Check the Chip Day helps reunite families, build client bonds

An increasing number of veterinary clients understand that microchips can help reunite them with lost pets, but many still don’t know that they need to make sure their contact information is correct in the chip’s registry.

That’s why the AVMA sponsors Check the Chip Day every August 15 as a reminder for pet owners to check and update their microchip registry information. Check the Chip Day helps you extend your relationship with clients by working with them to ensure their families will be reunited if pets become separated from them.

Microchip Your Pet Infographic

To help you reach out to clients and educate them about microchipping and the importance of keeping chip registration current, we’ve assembled a Check the Chip Day Toolkit with a broad range of materials to promote and prepare for the day.

The toolkit offers these resources:

  • A client handout to help owners keep track of their pet’s microchip information and know when the chip registry was last checked.
  • Suggestions for stress-free ways to observe Check the Chip Day and for sharing information with clients
  • Ready-to-use social media posts and images
  • A full-size version of the microchipping infographic shown here, which you can use on your website or social media
  • A newsletter article for your email or printed newsletter
  • A sample proclamation that can be personalized for use by your local or state government
  • A customizable press release to let your clinic and your doctors get the word out to local media

August 15 is fast approaching, so don’t delay.

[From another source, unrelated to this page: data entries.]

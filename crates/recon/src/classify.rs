//! Invoice classification.
//!
//! Priority, first match wins:
//! 1. cancellation reason present → Returned
//! 2. description has "CREDITO EM CONTA", or a payment confirmation says PAGO → Paid
//! 3. description has "BOLETO" → Deferred
//! 4. description has a cash-like term → Pending
//! 5. anything else → Other
//!
//! Descriptions often satisfy several substring tests ("CREDITO EM CONTA"
//! contains both "CREDITO" and "CONTA"); the order above is the tie-break.

use std::collections::{HashMap, HashSet};

use crate::config::{ColumnTables, InvoiceColumns};
use crate::model::{InvoiceCategory, InvoiceRecord};
use crate::normalize::{normalize, parse_currency, to_upper_or_default};
use crate::table::{Record, SourceTable};

const PAID_TERM: &str = "CREDITO EM CONTA";
const DEFERRED_TERM: &str = "BOLETO";
const PENDING_TERMS: [&str; 6] = ["PIX", "DINHEIRO", "CREDITO", "À VISTA", "A VISTA", "CONTA"];
const CONFIRMED_STATUS: &str = "PAGO";

/// Category for an invoice given its resolved (uppercased) payment condition.
pub fn categorize(description: &str, cancelled: bool, confirmed_paid: bool) -> InvoiceCategory {
    if cancelled {
        InvoiceCategory::Returned
    } else if description.contains(PAID_TERM) || confirmed_paid {
        InvoiceCategory::Paid
    } else if description.contains(DEFERRED_TERM) {
        InvoiceCategory::Deferred
    } else if PENDING_TERMS.iter().any(|t| description.contains(t)) {
        InvoiceCategory::Pending
    } else {
        InvoiceCategory::Other
    }
}

/// An invoice plus the amount it contributes to its map's summary.
#[derive(Debug, Clone, PartialEq)]
pub struct ClassifiedInvoice {
    pub record: InvoiceRecord,
    pub amount: f64,
}

/// Classifies invoice rows against the payment-condition lookup and the
/// payment confirmations. Built once per pass.
#[derive(Debug, Clone)]
pub struct InvoiceClassifier {
    columns: InvoiceColumns,
    /// Normalized condition code → description cell (first lookup row wins).
    conditions: HashMap<String, Option<String>>,
    /// Normalized invoice numbers confirmed as paid.
    confirmed_paid: HashSet<String>,
}

impl InvoiceClassifier {
    pub fn new(columns: &ColumnTables, lookup: &SourceTable, confirmations: &SourceTable) -> Self {
        let mut conditions = HashMap::new();
        for row in lookup.records() {
            let code = normalize(row.first(&columns.condition_lookup.code).unwrap_or(""));
            if code.is_empty() {
                continue;
            }
            let description = row.first(&columns.condition_lookup.description).map(str::to_string);
            conditions.entry(code).or_insert(description);
        }

        let confirmed_paid = confirmations
            .records()
            .filter(|row| {
                to_upper_or_default(row.first(&columns.payment_confirmations.status))
                    .contains(CONFIRMED_STATUS)
            })
            .map(|row| normalize(row.first(&columns.payment_confirmations.invoice_number).unwrap_or("")))
            .filter(|key| !key.is_empty())
            .collect();

        Self {
            columns: columns.invoices.clone(),
            conditions,
            confirmed_paid,
        }
    }

    /// Resolve a raw condition code to its uppercased description, falling
    /// back to the raw text when the code is not in the lookup table.
    pub fn resolve_condition(&self, raw: Option<&str>) -> String {
        let code = normalize(raw.unwrap_or(""));
        match self.conditions.get(&code).filter(|_| !code.is_empty()) {
            Some(description) => to_upper_or_default(description.as_deref()),
            None => to_upper_or_default(raw),
        }
    }

    pub fn is_confirmed_paid(&self, invoice_number: &str) -> bool {
        let key = normalize(invoice_number);
        !key.is_empty() && self.confirmed_paid.contains(&key)
    }

    pub fn classify(&self, row: &Record<'_>) -> ClassifiedInvoice {
        let c = &self.columns;
        let number = row.first(&c.number).unwrap_or("").trim().to_string();
        let total_display = row.first(&c.total).unwrap_or("").to_string();
        let payment_condition = self.resolve_condition(row.first(&c.condition));
        let cancelled = row
            .first(&c.cancellation)
            .is_some_and(|reason| !reason.trim().is_empty());

        let category = categorize(&payment_condition, cancelled, self.is_confirmed_paid(&number));
        let amount = match category {
            InvoiceCategory::Paid | InvoiceCategory::Deferred | InvoiceCategory::Pending => {
                parse_currency(Some(&total_display))
            }
            InvoiceCategory::Returned | InvoiceCategory::Other => 0.0,
        };

        ClassifiedInvoice {
            record: InvoiceRecord {
                number,
                customer_code: to_upper_or_default(row.first(&c.customer)),
                legal_name: to_upper_or_default(row.first(&c.legal_name)),
                payment_condition,
                total_display,
                status_label: category.label().to_string(),
                category,
            },
            amount,
        }
    }
}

The reminders you give to clients and your community between now and Check the Chip Day can mean the difference between heartbreak and happiness – and show the depth of your concern and care for the animals you treat. Check out the Check the Chip Day toolkit to see how easy it is to bring Check the Chip Day to your hospital.

One thought on “Check the Chip Day helps reunite families, build client bonds

  1. How nice, but the money veterinarians make from the chip business creates a conflict of interest in reporting the adverse effects. One horror story is told by a man who went to 4 veterinarians to treat his dogs cancer, who took thousands of dollars of his money, before he looked at the xray and saw the tumor was growing on the dogs microchip. They all denied the tumor could be related and it was never reported to the FDA Veterinary.

    Veterinarians are not doing their job advising people of the risks. One microchip company is now distributing an unconventional plastic microchip, essentially field testing it on our pets. I found out after inquiring about my adopted rescue pet’s chip. The veterinarian claimed she KNEW NOTHING ABOUT THE CHIP SHE IMPLANTED and directed me to a chip registration company.

    This is madness!!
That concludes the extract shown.